There is one study in which, under very specific circumstances, 4-year-olds were found to engage in some form of reputation management as well (Rapp et al., 2019). In this study, the children were in the room with three peers, each of whom was asked to donate stickers to another group of children at the same time. The children were separated by dividers and could not see each other, but at the end of the donation period, the name of the highest or lowest donor would be displayed on a screen visible to them all. Compared with children in a control condition, both 4- and 5-year-old children donated more when they believed that the name of the child donating the most stickers would be displayed. However, the experimental setup in this study allowed children to directly compare themselves with their peers, perhaps introducing a competitive or gamelike component to the game. Overall, then, the general consensus in the literature is that behavior motivated by reputational concerns reliably emerges in most circumstances when children are around 5 years old.
Statement of Relevance
We humans spend much of our time worrying about what others think of us. What is striking is that, at least by adulthood, we experience a liking gap: We inaccurately believe that others like us less than they actually do. In this study, we investigated the developmental origins of the liking gap. We found that children do not seem to experience the gap until they are around 5 years old. Independent evidence indicates that age 5 is when children start monitoring how other people are evaluating them. We also found that the liking gap increased in magnitude from age 5 through middle childhood (age 11). It is probable that the liking gap is linked to processes of self-presentation, impression management, and conservation of the self, all of which increase over childhood into adolescence. These concerns shape our social reality by influencing the way we think others evaluate us and, ultimately, the way we evaluate ourselves.

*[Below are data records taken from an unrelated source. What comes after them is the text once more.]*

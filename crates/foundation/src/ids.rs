use std::fmt;
use std::sync::Arc;

#[cfg(feature = "serde")]
use serde::{Deserialize, Deserializer, Serialize, Serializer};

/// Stable key of a pickable entity (for globe markers: an ISO country code).
///
/// Keys are normalized to ASCII uppercase on construction so `"fr"` and `"FR"`
/// address the same cache line. Cloning is a refcount bump.
#[derive(Clone, PartialEq, Eq, PartialOrd, Ord, Hash)]
pub struct EntityKey(Arc<str>);

impl EntityKey {
    pub fn new(raw: impl AsRef<str>) -> Self {
        Self(Arc::from(raw.as_ref().trim().to_ascii_uppercase()))
    }

    pub fn as_str(&self) -> &str {
        &self.0
    }
}

impl fmt::Debug for EntityKey {
    fn fmt(&self, f: &mut fmt::Formatter<'_>) -> fmt::Result {
        write!(f, "EntityKey({})", self.0)
    }
}

impl fmt::Display for EntityKey {
    fn fmt(&self, f: &mut fmt::Formatter<'_>) -> fmt::Result {
        f.write_str(&self.0)
    }
}

impl From<&str> for EntityKey {
    fn from(value: &str) -> Self {
        Self::new(value)
    }
}

impl From<String> for EntityKey {
    fn from(value: String) -> Self {
        Self::new(value)
    }
}

#[cfg(feature = "serde")]
impl Serialize for EntityKey {
    fn serialize<S: Serializer>(&self, serializer: S) -> Result<S::Ok, S::Error> {
        serializer.serialize_str(&self.0)
    }
}

#[cfg(feature = "serde")]
impl<'de> Deserialize<'de> for EntityKey {
    fn deserialize<D: Deserializer<'de>>(deserializer: D) -> Result<Self, D::Error> {
        let raw = String::deserialize(deserializer)?;
        Ok(Self::new(raw))
    }
}
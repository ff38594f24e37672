pub mod intent_log;
pub mod throttle;

pub use intent_log::*;
pub use throttle::*;
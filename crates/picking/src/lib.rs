pub mod controller;
pub mod markers;
pub mod registry;
pub mod renderer;

pub use controller::*;
pub use markers::*;
pub use registry::*;
pub use renderer::*;
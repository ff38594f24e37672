use foundation::ids::EntityKey;
use serde::{Deserialize, Serialize};

/// Descriptive reference data shown in the hover tooltip / pinned panel.
#[derive(Debug, Clone, PartialEq, Serialize, Deserialize)]
pub struct Descriptor {
    pub key: EntityKey,
    pub name: String,
    #[serde(default, skip_serializing_if = "Option::is_none")]
    pub official_name: Option<String>,
    #[serde(default, skip_serializing_if = "Option::is_none")]
    pub capital: Option<String>,
    #[serde(default, skip_serializing_if = "Option::is_none")]
    pub region: Option<String>,
    #[serde(default, skip_serializing_if = "Option::is_none")]
    pub subregion: Option<String>,
    #[serde(default, skip_serializing_if = "Option::is_none")]
    pub population: Option<u64>,
    #[serde(default, skip_serializing_if = "Option::is_none")]
    pub area_km2: Option<f64>,
    #[serde(default, skip_serializing_if = "Vec::is_empty")]
    pub languages: Vec<String>,
    #[serde(default, skip_serializing_if = "Vec::is_empty")]
    pub currencies: Vec<String>,
    #[serde(default, skip_serializing_if = "Option::is_none")]
    pub flag_url: Option<String>,
}

impl Descriptor {
    /// A descriptor carrying only identity; every optional field is empty.
    pub fn named(key: impl Into<EntityKey>, name: impl Into<String>) -> Self {
        Self {
            key: key.into(),
            name: name.into(),
            official_name: None,
            capital: None,
            region: None,
            subregion: None,
            population: None,
            area_km2: None,
            languages: Vec::new(),
            currencies: Vec::new(),
            flag_url: None,
        }
    }
}
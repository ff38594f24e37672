use std::collections::VecDeque;

use foundation::time::Millis;

/// One recorded entry, stamped with the time it was emitted and a sequence
/// number that keeps increasing even after old entries are dropped.
#[derive(Debug, Clone, PartialEq)]
pub struct Logged<T> {
    pub seq: u64,
    pub at: Millis,
    pub item: T,
}

/// Bounded, ordered trace of emitted items for debug views and tests.
///
/// When full, the oldest entry is dropped.
#[derive(Debug, Clone)]
pub struct IntentLog<T> {
    capacity: usize,
    next_seq: u64,
    entries: VecDeque<Logged<T>>,
}

impl<T> IntentLog<T> {
    /// `capacity` bounds the log; storage grows with use, not up front.
    pub fn with_capacity(capacity: usize) -> Self {
        Self {
            capacity: capacity.max(1),
            next_seq: 0,
            entries: VecDeque::new(),
        }
    }

    pub fn record(&mut self, at: Millis, item: T) -> u64 {
        if self.entries.len() == self.capacity {
            self.entries.pop_front();
        }
        let seq = self.next_seq;
        self.next_seq += 1;
        self.entries.push_back(Logged { seq, at, item });
        seq
    }

    pub fn len(&self) -> usize {
        self.entries.len()
    }

    pub fn is_empty(&self) -> bool {
        self.entries.is_empty()
    }

    /// Total number of items ever recorded.
    pub fn total_recorded(&self) -> u64 {
        self.next_seq
    }

    pub fn iter(&self) -> impl Iterator<Item = &Logged<T>> + '_ {
        self.entries.iter()
    }

    pub fn drain(&mut self) -> Vec<Logged<T>> {
        self.entries.drain(..).collect()
    }
}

After reputation management starts to emerge at 5 years of age, these skills become more sophisticated over the following years. During this time, children gain a better understanding of self-representational motives (Banerjee, 2002; Banerjee et al., 2012). Between 6 and 11 years, they become more concerned with appearing fair (Shaw et al., 2014) and modest (Watling & Banerjee, 2007). They also gain a better grasp of how to strategically engage in self-representational behavior, doing so especially reliably around age 8 (Aloise-Young, 1993; Banerjee & Yuill, 1999)—although the way in which they do so seems to vary by culture (Fu, Heyman, Cameron, & Lee, 2016). This is also the point during development when children start to engage in competitive altruism when other people are watching (Herrmann et al., 2019).
If the liking gap is indeed driven by reputational and impression-management concerns, then one would expect this phenomenon to have a similar ontogenetic trajectory: emerging at 5 years of age, followed by continuous development through middle childhood. To test this hypothesis, we conducted a study in which we examined the liking gap in children between 4 and 11 years old who were initially unfamiliar with one another. Participants engaged in a brief interaction (i.e., building a tower together), after which they were asked in several ways to indicate how positively they felt about their partner as well as how positively they thought their partner felt about them.
Method
Participants and design
In total, 260 children (130 pairs; 4–12 years old) participated in this study, which was approved by the institutional review board of Duke University. Participants were paired on the basis of age (birth dates within 18 months of each other). Participants were tested at a local museum in Durham, North Carolina, as well as at various events throughout this same area. We tested 132 boys and 128 girls (58.0% White, 15.3% mixed race, 9.6% Hispanic, 6.9% Asian, 3.4% Black, and 1.5% Middle Eastern; 5.0% did not report race). Approximately 60% of families reported an annual income of $60,000 and above; roughly another 22% of our sample opted not to disclose this information.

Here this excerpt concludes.